AT&T Corp., for example, on July 23 issued a news release saying second-quarter earnings were 4 cents a share excluding certain items, while never providing a corresponding dollar amount. In the table attached to the release, AT&T showed a loss of $191 million, or 5 cents, from continuing operations.

Three weeks later, the biggest U.S. long-distance telephone company filed its quarterly SEC report. The loss based on GAAP: $2.27 billion.

AT&T spokeswoman Eileen Connolly said the loss included Liberty Media, a cable-television company run by John Malone that AT&T spun off Aug. 10. It wasn't mentioned in the release because AT&T had "no economic interest" in Malone's company, she said.

Ed Paik, an analyst with Liberty Funds Group, which owns 7 million AT&T shares, said he's still confused by AT&T's reports. "There's nothing fraudulent, but it's very difficult to determine what they have and where they're going," he said.

Investors are starting to press regulators to rein in the most misleading accounting and reporting practices. They want companies to use more uniform standards and to file earnings under traditional accounting methods more quickly.

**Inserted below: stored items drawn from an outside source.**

//! Primitive encoding/decoding for the proto3 wire format.
//!
//! Implements varints, fixed-width values, length-delimited payloads, and
//! tag framing.

use crate::error::DecodeError;
use crate::limits::MAX_VARINT_BYTES;
use crate::model::FieldTag;

// =============================================================================
// DECODING
// =============================================================================

/// Reader for decoding binary data.
///
/// Wraps a byte slice and provides methods for reading wire primitives
/// with bounds checking and error handling.
#[derive(Debug, Clone)]
pub struct Reader<'a> {
    data: &'a [u8],
    pos: usize,
}

impl<'a> Reader<'a> {
    /// Creates a new reader from a byte slice.
    pub fn new(data: &'a [u8]) -> Self {
        Self { data, pos: 0 }
    }

    /// Returns the current position in the data.
    pub fn position(&self) -> usize {
        self.pos
    }

    /// Returns the number of remaining bytes.
    pub fn remaining_len(&self) -> usize {
        self.data.len() - self.pos
    }

    /// Returns true if all data has been consumed.
    pub fn is_empty(&self) -> bool {
        self.pos >= self.data.len()
    }

    /// Reads a single byte.
    #[inline]
    pub fn read_byte(&mut self, context: &'static str) -> Result<u8, DecodeError> {
        if self.pos >= self.data.len() {
            return Err(DecodeError::Truncated { context });
        }
        let byte = self.data[self.pos];
        self.pos += 1;
        Ok(byte)
    }

    /// Reads exactly n bytes.
    #[inline]
    pub fn read_bytes(&mut self, n: usize, context: &'static str) -> Result<&'a [u8], DecodeError> {
        if n > self.data.len() - self.pos {
            return Err(DecodeError::Truncated { context });
        }
        let bytes = &self.data[self.pos..self.pos + n];
        self.pos += n;
        Ok(bytes)
    }

    /// Reads an unsigned varint.
    ///
    /// Each byte contributes 7 payload bits at increasing significance;
    /// the MSB is the continuation bit. Rejects sequences longer than 10
    /// bytes and 10-byte sequences carrying bits beyond the 64th.
    #[inline]
    pub fn read_varint(&mut self, context: &'static str) -> Result<u64, DecodeError> {
        let mut result: u64 = 0;
        let mut shift = 0;

        for i in 0..MAX_VARINT_BYTES {
            let byte = self.read_byte(context)?;
            let value = (byte & 0x7F) as u64;

            // The 10th byte holds bit 63 only
            if shift == 63 && value > 1 {
                return Err(DecodeError::VarintOverflow);
            }

            result |= value << shift;

            if byte & 0x80 == 0 {
                return Ok(result);
            }
            shift += 7;

            if i == MAX_VARINT_BYTES - 1 {
                return Err(DecodeError::VarintTooLong);
            }
        }

        Err(DecodeError::VarintTooLong)
    }

    /// Reads a little-endian fixed32 value.
    #[inline]
    pub fn read_fixed32(&mut self, context: &'static str) -> Result<u32, DecodeError> {
        let bytes = self.read_bytes(4, context)?;
        // SAFETY: read_bytes guarantees exactly 4 bytes, try_into always succeeds
        Ok(u32::from_le_bytes(bytes.try_into().unwrap()))
    }

    /// Reads a little-endian fixed64 value.
    #[inline]
    pub fn read_fixed64(&mut self, context: &'static str) -> Result<u64, DecodeError> {
        let bytes = self.read_bytes(8, context)?;
        // SAFETY: read_bytes guarantees exactly 8 bytes, try_into always succeeds
        Ok(u64::from_le_bytes(bytes.try_into().unwrap()))
    }

    /// Reads a length-delimited payload: a varint length prefix followed
    /// by exactly that many bytes (zero-copy).
    pub fn read_len_prefixed(&mut self, context: &'static str) -> Result<&'a [u8], DecodeError> {
        let len = self.read_varint(context)?;
        if len > self.remaining_len() as u64 {
            return Err(DecodeError::Truncated { context });
        }
        self.read_bytes(len as usize, context)
    }

    /// Reads a length-delimited UTF-8 string (zero-copy).
    pub fn read_str(&mut self, field: &'static str) -> Result<&'a str, DecodeError> {
        let bytes = self.read_len_prefixed(field)?;
        std::str::from_utf8(bytes).map_err(|_| DecodeError::InvalidUtf8 { field })
    }

    /// Reads and decomposes a field tag.
    pub fn read_tag(&mut self) -> Result<FieldTag, DecodeError> {
        let raw = self.read_varint("tag")?;
        FieldTag::decompose(raw)
    }
}

// =============================================================================
// ENCODING
// =============================================================================

/// Writer for encoding binary data.
///
/// An append-only owned buffer, exclusively owned by one encode session.
#[derive(Debug, Clone, Default)]
pub struct Writer {
    buf: Vec<u8>,
}

impl Writer {
    /// Creates a new writer.
    pub fn new() -> Self {
        Self { buf: Vec::new() }
    }

    /// Creates a new writer with capacity.
    pub fn with_capacity(capacity: usize) -> Self {
        Self {
            buf: Vec::with_capacity(capacity),
        }
    }

    /// Returns the written bytes.
    pub fn into_bytes(self) -> Vec<u8> {
        self.buf
    }

    /// Returns a reference to the written bytes.
    pub fn as_bytes(&self) -> &[u8] {
        &self.buf
    }

    /// Returns the number of bytes written.
    pub fn len(&self) -> usize {
        self.buf.len()
    }

    /// Returns true if no bytes have been written.
    pub fn is_empty(&self) -> bool {
        self.buf.is_empty()
    }

    /// Writes a single byte.
    #[inline]
    pub fn write_byte(&mut self, byte: u8) {
        self.buf.push(byte);
    }

    /// Writes raw bytes.
    #[inline]
    pub fn write_bytes(&mut self, bytes: &[u8]) {
        self.buf.extend_from_slice(bytes);
    }

    /// Writes an unsigned varint, always in its minimal encoding.
    #[inline]
    pub fn write_varint(&mut self, mut value: u64) {
        // Stack buffer batches the write (faster than repeated push calls)
        let mut buf = [0u8; MAX_VARINT_BYTES];
        let mut len = 0;
        loop {
            let mut byte = (value & 0x7F) as u8;
            value >>= 7;
            if value != 0 {
                byte |= 0x80;
            }
            buf[len] = byte;
            len += 1;
            if value == 0 {
                break;
            }
        }
        self.buf.extend_from_slice(&buf[..len]);
    }

    /// Writes a little-endian fixed32 value.
    #[inline]
    pub fn write_fixed32(&mut self, value: u32) {
        self.buf.extend_from_slice(&value.to_le_bytes());
    }

    /// Writes a little-endian fixed64 value.
    #[inline]
    pub fn write_fixed64(&mut self, value: u64) {
        self.buf.extend_from_slice(&value.to_le_bytes());
    }

    /// Writes a length-delimited payload.
    pub fn write_len_prefixed(&mut self, bytes: &[u8]) {
        self.write_varint(bytes.len() as u64);
        self.buf.extend_from_slice(bytes);
    }

    /// Writes a field tag.
    pub fn write_tag(&mut self, tag: FieldTag) {
        self.write_varint(tag.encoded());
    }
}

/// Varint-encodes a signed 64-bit value by reinterpreting its
/// two's-complement bit pattern as unsigned.
///
/// This matches proto3 `int64` semantics. There is no zigzag transform,
/// so negative values always occupy 10 bytes.
#[inline]
pub fn int64_to_wire(value: i64) -> u64 {
    value as u64
}

/// Varint-encodes a signed 32-bit value: sign-extended to 64 bits first,
/// then reinterpreted as unsigned (proto3 `int32` semantics).
#[inline]
pub fn int32_to_wire(value: i32) -> u64 {
    value as i64 as u64
}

Navellier, the Nevada fund manager, said he's given up on most big companies.

"What you find is that they've actually manufactured some earnings through acquisitions," he said, citing Compaq Computer Corp.'s 1998 purchase of Digital Equipment Corp. as an example.

Shortly after the purchase, the combined company had a $3.6 billion second-quarter loss on a writedown of acquired technology and other costs. By the fourth quarter, it rebounded to a record profit of $758 million, helped by tax credits after the purchase. Compaq's shares more than doubled to $49 by January 1999.

Within months, Compaq ousted chief executive Eckhard Pfeiffer as profit lagged and the company sank to a $184 million loss in the second quarter of 1999.

Compaq's shares now trade at about $11. That history is one reason some investors oppose Hewlett-Packard Co. chief executive Carly Fiorina's plan to buy Compaq, Navellier said.

Navellier says he has one question for Fiorina: "Are you doing this for accounting tricks?"